Un poco antes, la pareja había hablado de los descubrimientos que había hecho George sobre la historia de la propiedad y la casa.

—George —había preguntado nerviosamente Kathy— ¿crees que la casa está embrujada?

—No es posible —había contestado George—. No creo en fantasmas. Por otra parte, todo lo que ha ocurrido aquí debe tener una explicación lógica y científica.

—No estoy tan segura. ¿Qué me dices del león?

—¿Qué dices tú… de eso? —preguntó George. Antes de hablar, Kathy echó una mirada a la cocina, donde estaban sentados:

—Bueno… ¿qué te parece lo que sentí en esas dos ocasiones?
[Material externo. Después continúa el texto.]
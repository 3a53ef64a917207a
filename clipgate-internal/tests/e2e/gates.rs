//! Scenarios for every gate in front of extraction: credentials, account
//! state, plan entitlement, rate window, monthly quota, and request shape.

use axum::http::StatusCode;
use serde_json::json;

use clipgate_internal::cache::ExtractionCache;
use clipgate_internal::usage::USAGE_STREAM;

use crate::common::{
    into_parts, make_gateway_with_config, make_seeded_gateway, usage_field, ScriptedExtractor,
    FREE_ID, FREE_KEY, VIDEO_URL,
};

#[tokio::test]
async fn test_missing_api_key_is_unauthorized() {
    let extractor = ScriptedExtractor::succeeding();
    let gateway = make_seeded_gateway(extractor.clone());

    let response = gateway.post_extract(None, json!({ "url": VIDEO_URL })).await;
    let (status, headers, body) = into_parts(response).await;

    assert_eq!(status, StatusCode::UNAUTHORIZED);
    assert_eq!(
        headers.get("www-authenticate").and_then(|v| v.to_str().ok()),
        Some("ApiKey")
    );
    assert_eq!(body["error"], "api_key_missing");
    assert_eq!(extractor.calls(), 0);
    // Nobody to attribute the attempt to, so nothing is billed
    assert!(gateway.stream_entries(USAGE_STREAM).is_empty());
}

#[tokio::test]
async fn test_credential_without_prefix_is_rejected_before_lookup() {
    let extractor = ScriptedExtractor::succeeding();
    let gateway = make_seeded_gateway(extractor);

    let response = gateway
        .post_extract(Some("sk_wrong_prefix_00001"), json!({ "url": VIDEO_URL }))
        .await;
    let (status, _, body) = into_parts(response).await;

    assert_eq!(status, StatusCode::UNAUTHORIZED);
    assert_eq!(body["error"], "api_key_invalid_format");
    assert!(gateway.stream_entries(USAGE_STREAM).is_empty());
}

#[tokio::test]
async fn test_unknown_credential_is_rejected() {
    let extractor = ScriptedExtractor::succeeding();
    let gateway = make_seeded_gateway(extractor);

    let response = gateway
        .post_extract(Some("tk_not_in_the_table_01"), json!({ "url": VIDEO_URL }))
        .await;
    let (status, _, body) = into_parts(response).await;

    assert_eq!(status, StatusCode::UNAUTHORIZED);
    assert_eq!(body["error"], "api_key_not_found");
    assert!(gateway.stream_entries(USAGE_STREAM).is_empty());
}

const DISABLED_ACCOUNTS_CONFIG: &str = r#"
[principals."tk_suspended_000000001"]
email = "suspended@example.com"
plan = "basic"
status = "suspended"

[principals."tk_blocked_0000000001"]
email = "blocked@example.com"
plan = "pro"
is_blocked = true
block_reason = "chargeback"

[principals."tk_lapsed_00000000001"]
email = "lapsed@example.com"
plan = "pro"
subscription_end = "2020-01-01T00:00:00Z"
"#;

#[tokio::test]
async fn test_disabled_accounts_are_rejected_and_billed() {
    let extractor = ScriptedExtractor::succeeding();
    let gateway = make_gateway_with_config(DISABLED_ACCOUNTS_CONFIG, extractor.clone());

    for (key, kind) in [
        ("tk_suspended_000000001", "account_inactive"),
        ("tk_blocked_0000000001", "account_blocked"),
        ("tk_lapsed_00000000001", "subscription_expired"),
    ] {
        let response = gateway.post_extract(Some(key), json!({ "url": VIDEO_URL })).await;
        let (status, _, body) = into_parts(response).await;
        assert_eq!(status, StatusCode::UNAUTHORIZED, "for {kind}");
        assert_eq!(body["error"], kind);
    }
    assert_eq!(extractor.calls(), 0);

    // These rejections resolved a principal, so each one is billed
    let entries = gateway.stream_entries(USAGE_STREAM);
    assert_eq!(entries.len(), 3);
    assert_eq!(usage_field(&entries, 0, "error"), "account_inactive");
    assert_eq!(usage_field(&entries, 0, "email"), "suspended@example.com");
    assert_eq!(usage_field(&entries, 1, "error"), "account_blocked");
    assert_eq!(usage_field(&entries, 2, "error"), "subscription_expired");
    for index in 0..3 {
        assert_eq!(usage_field(&entries, index, "status_code"), "401");
        assert_eq!(usage_field(&entries, index, "success"), "false");
    }
}

#[tokio::test]
async fn test_blocked_account_detail_carries_the_reason() {
    let extractor = ScriptedExtractor::succeeding();
    let gateway = make_gateway_with_config(DISABLED_ACCOUNTS_CONFIG, extractor);

    let response = gateway
        .post_extract(Some("tk_blocked_0000000001"), json!({ "url": VIDEO_URL }))
        .await;
    let (_, _, body) = into_parts(response).await;
    assert_eq!(body["detail"], "Account blocked: chargeback");
}

const CAPPED_QUOTA_CONFIG: &str = r#"
[principals."tk_capped_0000000001a"]
email = "capped@example.com"
plan = "free"
id = "0198f000-0000-7000-8000-00000000000a"
monthly_quota = 2
"#;

#[tokio::test]
async fn test_exhausted_quota_rejects_without_extraction() {
    let extractor = ScriptedExtractor::succeeding();
    let gateway = make_gateway_with_config(CAPPED_QUOTA_CONFIG, extractor.clone());
    let key = "tk_capped_0000000001a";
    let quota_key = "quota:used:0198f000-0000-7000-8000-00000000000a";

    // Two distinct URLs so the cache stays out of the picture
    let first = gateway
        .post_extract(Some(key), json!({ "url": VIDEO_URL }))
        .await;
    assert_eq!(first.status(), StatusCode::OK);
    let second = gateway
        .post_extract(
            Some(key),
            json!({ "url": "https://www.tiktok.com/@creator/video/7309999999999999999" }),
        )
        .await;
    let (_, _, second_body) = into_parts(second).await;
    assert_eq!(second_body["requests_remaining"], 1);

    let third = gateway
        .post_extract(Some(key), json!({ "url": VIDEO_URL }))
        .await;
    let (status, _, body) = into_parts(third).await;

    assert_eq!(status, StatusCode::TOO_MANY_REQUESTS);
    assert_eq!(body["error"], "quota_exceeded");
    assert_eq!(body["detail"], "Monthly quota exceeded. Please upgrade your plan.");
    // The denied request extracted nothing and moved no counter
    assert_eq!(extractor.calls(), 2);
    assert_eq!(gateway.store_entry(quota_key).as_deref(), Some("2"));

    let entries = gateway.stream_entries(USAGE_STREAM);
    assert_eq!(entries.len(), 3);
    assert_eq!(usage_field(&entries, 2, "error"), "quota_exceeded");
    assert_eq!(usage_field(&entries, 2, "status_code"), "429");
}

const ZERO_RATE_CONFIG: &str = r#"
[principals."tk_throttled_00000001"]
email = "throttled@example.com"
plan = "free"
rate_limit_per_minute = 0
"#;

#[tokio::test]
async fn test_rate_limited_request_carries_window_headers() {
    let extractor = ScriptedExtractor::succeeding();
    let gateway = make_gateway_with_config(ZERO_RATE_CONFIG, extractor.clone());

    let response = gateway
        .post_extract(Some("tk_throttled_00000001"), json!({ "url": VIDEO_URL }))
        .await;
    let (status, headers, body) = into_parts(response).await;

    assert_eq!(status, StatusCode::TOO_MANY_REQUESTS);
    assert_eq!(body["error"], "rate_limit_exceeded");
    assert_eq!(
        headers.get("x-ratelimit-limit").and_then(|v| v.to_str().ok()),
        Some("0")
    );
    assert_eq!(
        headers
            .get("x-ratelimit-remaining")
            .and_then(|v| v.to_str().ok()),
        Some("0")
    );
    let retry_after: u64 = headers
        .get("retry-after")
        .and_then(|v| v.to_str().ok())
        .and_then(|v| v.parse().ok())
        .expect("retry-after header missing");
    assert!((1..=60).contains(&retry_after));

    // Denied ahead of quota and extraction
    assert_eq!(extractor.calls(), 0);
    let entries = gateway.stream_entries(USAGE_STREAM);
    assert_eq!(entries.len(), 1);
    assert_eq!(usage_field(&entries, 0, "error"), "rate_limit_exceeded");
}

#[tokio::test]
async fn test_country_detection_is_plan_gated() {
    let extractor = ScriptedExtractor::succeeding();
    let gateway = make_seeded_gateway(extractor.clone());

    let response = gateway
        .post_extract(
            Some(FREE_KEY),
            json!({ "url": VIDEO_URL, "extract_country": true }),
        )
        .await;
    let (status, _, body) = into_parts(response).await;

    assert_eq!(status, StatusCode::FORBIDDEN);
    assert_eq!(body["error"], "feature_not_entitled");
    assert_eq!(
        body["detail"],
        "Country detection is only available for Pro and Business plans"
    );

    // Gated before any counter or cache moved
    assert_eq!(extractor.calls(), 0);
    assert!(gateway.store_entry(&format!("quota:used:{FREE_ID}")).is_none());
    assert!(gateway
        .store_entry(&ExtractionCache::fingerprint(VIDEO_URL, true))
        .is_none());

    let entries = gateway.stream_entries(USAGE_STREAM);
    assert_eq!(entries.len(), 1);
    assert_eq!(usage_field(&entries, 0, "status_code"), "403");
}

#[tokio::test]
async fn test_non_tiktok_url_is_unprocessable() {
    let extractor = ScriptedExtractor::succeeding();
    let gateway = make_seeded_gateway(extractor.clone());

    let response = gateway
        .post_extract(
            Some(FREE_KEY),
            json!({ "url": "https://www.youtube.com/watch?v=dQw4w9WgXcQ" }),
        )
        .await;
    let (status, _, body) = into_parts(response).await;

    assert_eq!(status, StatusCode::UNPROCESSABLE_ENTITY);
    assert_eq!(body["error"], "invalid_url");
    assert_eq!(body["detail"], "Invalid TikTok URL format");
    assert_eq!(extractor.calls(), 0);

    // Validation rejections are billed
    let entries = gateway.stream_entries(USAGE_STREAM);
    assert_eq!(entries.len(), 1);
    assert_eq!(usage_field(&entries, 0, "error"), "invalid_url");
}

#[tokio::test]
async fn test_malformed_body_is_unprocessable() {
    let extractor = ScriptedExtractor::succeeding();
    let gateway = make_seeded_gateway(extractor.clone());

    // Wrong type for url
    let response = gateway
        .post_extract(Some(FREE_KEY), json!({ "url": 7 }))
        .await;
    let (status, _, body) = into_parts(response).await;
    assert_eq!(status, StatusCode::UNPROCESSABLE_ENTITY);
    assert_eq!(body["error"], "json_request");

    // Unknown field
    let response = gateway
        .post_extract(
            Some(FREE_KEY),
            json!({ "url": VIDEO_URL, "want_metadata": true }),
        )
        .await;
    let (status, _, body) = into_parts(response).await;
    assert_eq!(status, StatusCode::UNPROCESSABLE_ENTITY);
    assert_eq!(body["error"], "json_request");

    assert_eq!(extractor.calls(), 0);
}

#[tokio::test]
async fn test_disabled_auth_serves_anonymous_traffic() {
    let extractor = ScriptedExtractor::succeeding();
    let gateway = make_gateway_with_config("[auth]\nenabled = false\n", extractor);

    let response = gateway.post_extract(None, json!({ "url": VIDEO_URL })).await;
    let (status, _, body) = into_parts(response).await;

    assert_eq!(status, StatusCode::OK);
    assert_eq!(body["success"], true);
}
Te lo dije: sentí que me estaban tocando.

George se puso de pie, desperezándose.

—Vamos, vamos, querida, estás imaginando cosas. Tendió una mano hacia la mano de ella.

—Eso mismo me ha ocurrido a veces. He tenido la certidumbre de que mi padre me ponía la mano en el hombro cuando estaba en la oficina. —Hizo levantar a Kathy de su silla—. He tenido la certeza de que estaba a mi lado. A muchos les ha pasado. Pero es… es… Creo que le llaman clarividencia o algo parecido.

Cada uno tenía los brazos puestos sobre la cintura del otro cuando George apagó las luces de la cocina. Pasaron por el cuarto de estar en su camino a las escaleras. Kathy se detuvo. Podía distinguir al león agazapado en la oscuridad del cuarto.

—George: creo que tendríamos que seguir con nuestras meditaciones. Empecemos de nuevo mañana. ¿Te parece bien?

—¿Crees que de ese modo vamos a encontrar una explicación lógica a todo lo que ha ocurrido? —preguntó George, sosteniéndola con su brazo mientras subían.

El padre Frank Mancuso no logró encontrar una explicación lógica o científica hasta el momento en que se disponía a meterse en cama. Acababa de rezar en el altar personal de su cuarto, esforzándose por hallar una respuesta que explicara la sangre que manaba de sus manos.